CR- stage AKBG_SDK – Septembre 2014

 

dirigé par Erick Moisy Sensei, Renshi.
• Réflexion autour de la métaphore Issha Setsume : « une Flèche, une Vie »

 

Nous nous sommes réunis en cette fin d’été autour d’un thème cher à Erick Moisy Sensei : Issha Setsume, communément traduit par « une flèche, une vie » ou « un tir, une vie » ; thème dont il souhaite s’inspirer tout au long de l’année scolaire 2014-2015 avec ses élèves du Dojo Le Corbusier. Ponctué par de précieux témoignages transmis par les grands Sensei Japonais (Okasaki Sensei, Yoshimoto Sensei) à travers les interviews qu’il a réalisé, le stage a laissé une belle place à la pratique, notamment sur la question des sensations et leur mise en application par le biais de Mochimato Sharei.

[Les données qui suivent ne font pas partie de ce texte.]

//! # 공간 해시 함수
//!
//! 정수 격자 좌표를 레벨 테이블의 슬롯 `[0, table_size)`로 보냅니다.
//! 조밀 레벨은 선형 인덱스, 해시 레벨은 곱셈 해시를 씁니다. 해시 충돌은 의도된
//! 것이며 학습된 피처가 흡수합니다. 체이닝으로 "고치지" 않습니다.

use crate::ops::plan::{IndexingMode, LevelDescriptor};

/// 축별 해시 곱수. 첫 축은 1이라 연속한 x 좌표가 서로 다른 슬롯에 흩어집니다.
pub const HASH_PRIMES: [u32; 3] = [1, 2_654_435_761, 805_459_861];

/// 조밀 격자 선형 인덱스 `gx + gy·res + gz·res²` (u32 랩어라운드).
#[inline]
pub fn dense_index(corner: [u32; 3], resolution: u32) -> u32 {
    let mut index = 0u32;
    let mut stride = 1u32;
    for &coord in corner.iter() {
        index = index.wrapping_add(coord.wrapping_mul(stride));
        stride = stride.wrapping_mul(resolution);
    }
    index
}

/// 축별 곱의 XOR (u32 랩어라운드).
#[inline]
pub fn fast_hash(corner: [u32; 3]) -> u32 {
    corner
        .iter()
        .zip(HASH_PRIMES.iter())
        .fold(0u32, |acc, (&coord, &prime)| acc ^ coord.wrapping_mul(prime))
}

/// 꼭짓점을 레벨 테이블 슬롯으로 보냅니다.
///
/// 두 방식 모두 마지막에 `table_size`로 나머지를 취하므로 범위 밖 좌표도
/// 항상 유효한 슬롯에 떨어집니다.
#[inline]
pub fn slot(level: &LevelDescriptor, corner: [u32; 3]) -> u32 {
    let raw = match level.mode {
        IndexingMode::Dense => dense_index(corner, level.resolution),
        IndexingMode::Hashed => fast_hash(corner),
    };
    raw % level.table_size
}
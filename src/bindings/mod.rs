mod hashgrid;

pub use hashgrid::*;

La première journée de ce stage a débuté par un travail sur le ressenti des mouvements-clés comme Daisan et Hikiwake. Si ceux-ci sont réalisés avec trop de précipitation, il est probable que l’on essaye de passer en force un mouvement que l’on sait (consciemment ou inconsciemment) difficile à réaliser. Selon Okasaki Sensei, le fait d’avoir recours à la force, risque même de provoquer la « vengeance de l’arc » (claquage ou perte d’arc au Hanare …) et on pourrait même ajouter « la vengeance de la cible » puisque le résultat de notre tir nous renvoie à nous-même, jusqu’à nos faiblesses. « Par rapport à la Mato, il faut un esprit combatif, aller au-delà de ses faiblesses, au-delà des influences psychologiques que la Mato peut susciter, notamment pendant Kai : le Budo n’est pas une dispute, c’est un combat » ajouterait Okasaki Sensei. En effet, durant Kai, l’énergie mentale prend le relais d’une énergie/résistance physique qui arrive à son point culminant. Éviter de ressentir correctement les mouvements antérieurs à Kai, nous fragilise déjà psychologiquement et accentue l’inconfort physique que l’on subira par la suite. Ainsi, la difficulté peut nous mettre dans une situation inconfortable qui peut au final se traduire par des phénomènes comme le Yurumi, Hayake, ou Motare. Par ailleurs, le subterfuge, qui consiste à passer un mouvement en force, ne nous permet pas non plus de mettre en pratique les conseils d’un Sensei et nous rend quasi imperméable à son enseignement. A l’inverse, si le mouvement est accompli lentement, il est possible de mieux ressentir les muscles qui s’agit de solliciter, d’être à la fois à l’écoute de son corps et à l’écoute de l’arc et ainsi, d’ouvrir l’arc Grand avec un état d’esprit qui pourrait nous permettre de tirer « dans la joie » (Okasaki Sensei).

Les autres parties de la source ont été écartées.